Anfangs möchte man meinen, dass das, was Season Of Mist mit ihrem Sublabel Underground Activists hier ans Tageslicht zerren, eigentlich nur aus Frankreich kommen kann. Musikalischer, künstlerischer Wahnsinn mit einer solchen Hartnäckigkeit kommt üblicherweise nur aus Bourbonenland. Wie jeder einigermaßen firme Black Metal - Freund allerdings weiß, stammen DODECAHEDRON aber aus dem Land der Politiker mit sehr eigenartigen Frisuren, den niederen Landen, weltoffen von Österreichern auch Holland genannt.

Ein Eingangsabsatz der eher für Geschichtenerzähler taugt, aber meine Horden an Lesern (...) sind das wohl schon gewohnt. DODECAHEDRON firmierten von 2006 bis 2011 als ORDER OF THE SOURCE BELOW und bringen mit "kwintessens" ihr zweites Album für das französische Label heraus. Da hätten wir also die Querverbindung zum französischen Musikunwesen. 

Wer das erste, selbstbetitelte Album der Tilburger kennt weiß was hier los ist. Und das ist es wieder, los nämlich. Jazziger Black Metal, vergeistigt, zerebral und, jetzt kommt's, erstaunlich hörbar. Klar, beim ersten Rundgang kann es sein, dass sich ein paar Knoten im Neocortex bilden, aber mit jeder weiteren Umrundung wird aus dem Konvolut an brachialem Black Metal, flirrenden Dissonanzen und scheinbar wirrem Songwriting mehr. Ein Mehr an Verstehen beim geneigten Hörer bildet sich heraus und führt zu einer Abhängigkeit. Das ist in ihrer Gesamtheit etwas Neuartiges. Nicht absolut neu, DEATHSPELL OMEGA oder BLUT AUS NORD haben schon Generationen an Extremmetalfans in den musikalischen Freitod getrieben, aber DODECAHEDRON gehen noch einen Schritt weiter und vereinigen alle schrägen Töne, alles scheinbar schief liegende, zu entweder brachialen oder atmosphärischen Songs. Oder, im Idealfall, beides.

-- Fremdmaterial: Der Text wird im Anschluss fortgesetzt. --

//! Source finalization.
//!
//! The changelog classifier can leave zero sources (split brain) or several
//! sources whose raw attributes still disagree. This module narrows that to
//! a single canonical source, demoting every disagreeing candidate to sink.

use serde::{Deserialize, Serialize};

use crate::classify::Direction;
use crate::config::SplitBrainPolicy;
use crate::error::{HealError, Result};
use crate::mask::ReplicaMask;
use crate::types::{MetadataSnapshot, ObjectId};

/// Outcome of source finalization.
#[derive(Clone, Debug, PartialEq, Eq, Serialize, Deserialize)]
pub struct SourceSelection {
    /// Index of the canonical source.
    pub source: usize,
    /// True when split brain was resolved by promoting a sink.
    pub forced: bool,
    /// Former sources moved to sinks because their metadata disagreed.
    pub demoted: ReplicaMask,
}

/// Picks exactly one source, mutating `direction` in place.
///
/// Split brain is declared when every locked replica is a sink or there is
/// no source at all. Under [`SplitBrainPolicy::ForceLowestIndex`] the
/// lowest-indexed replica that is locked, a sink and has a snapshot becomes
/// the source;
/// this is an arbitrary tie-break, not a quality judgement.
///
/// The lowest-indexed source with a snapshot is the canonical baseline. Any
/// other source whose type, uid, gid or mode differs from it, or that has
/// no snapshot, is demoted to sink.
pub fn finalize_source(
    object: ObjectId,
    policy: SplitBrainPolicy,
    direction: &mut Direction,
    locked_on: &ReplicaMask,
    snapshots: &[Option<MetadataSnapshot>],
) -> Result<SourceSelection> {
    let replicas = locked_on.len();
    let locked_count = locked_on.count();
    let sources_count = direction.sources.count();
    let sinks_count = direction.sinks.count();

    let mut forced = false;
    if locked_count == sinks_count || sources_count == 0 {
        match policy {
            SplitBrainPolicy::Report => {
                tracing::warn!(
                    object = %object,
                    sources = %direction.sources,
                    sinks = %direction.sinks,
                    locked_on = %locked_on,
                    "metadata split brain"
                );
                return Err(HealError::SplitBrain { object });
            }
            SplitBrainPolicy::ForceLowestIndex => {
                let candidate = (0..replicas).find(|&i| {
                    locked_on.get(i)
                        && direction.sinks.get(i)
                        && snapshots.get(i).and_then(Option::as_ref).is_some()
                });
                if let Some(i) = candidate {
                    direction.sources.set(i);
                    direction.sinks.clear(i);
                    forced = true;
                    tracing::info!(
                        object = %object,
                        replica = i,
                        "metadata split brain, forcing lowest-indexed sink as source"
                    );
                }
            }
        }
    }

    let mut demoted = ReplicaMask::new(replicas);
    let mut canonical: Option<(usize, &MetadataSnapshot)> = None;

    let candidates: Vec<usize> = direction.sources.iter_set().collect();
    for i in candidates {
        let snapshot = snapshots.get(i).and_then(Option::as_ref);
        let keep = match (canonical, snapshot) {
            (_, None) => false,
            (None, Some(snap)) => {
                canonical = Some((i, snap));
                true
            }
            (Some((_, first)), Some(snap)) => first.attr.same_metadata(&snap.attr),
        };

        if !keep {
            direction.sources.clear(i);
            direction.sinks.set(i);
            demoted.set(i);
            tracing::info!(
                object = %object,
                replica = i,
                "demoting source whose metadata disagrees with canonical source"
            );
        }
    }

    match canonical {
        Some((source, _)) => Ok(SourceSelection {
            source,
            forced,
            demoted,
        }),
        None => Err(HealError::NoSource { object }),
    }
}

Man verstehe mich nicht falsch, "kwintessens" ist musikalischster Black/Avantgarde Metal, aber mit Gespür und Bedacht erschaffen. Ein fantastisch klares, immer brutales, aber nicht zum härter-als-alle-anderen werdenden Selbstzweck verkommendes Klanbgild springt mich/dich sofort an und lässt dich/mich nicht mehr los.

Das Album ist mit atmosphärischem Beginn, "Prelude", und ebensolchen Zwischenspielen, "Interlude" und "Finale", die alle ein Lovecraft-Feeling hoch infinitive ausstrahlen, unterteilt, während es bei den eigentlichen Songs dann derb wird. Man kann von Riffgebirgen sprechen, von verschleppten flirrenden Dissonanzen, von massiven Jazzeinflüssen, immer aber ist es ein höchst musikalischer, tief schwarzer Auswurf absoluter Bösartigkeit. Ein Tritt in's Gesicht, ein Stich mit dem Teppichmesser in die Langerhansschen Inseln und ein Griff mit Freddy-Krüger-Händen in die tiefsten Abgründe der Seele.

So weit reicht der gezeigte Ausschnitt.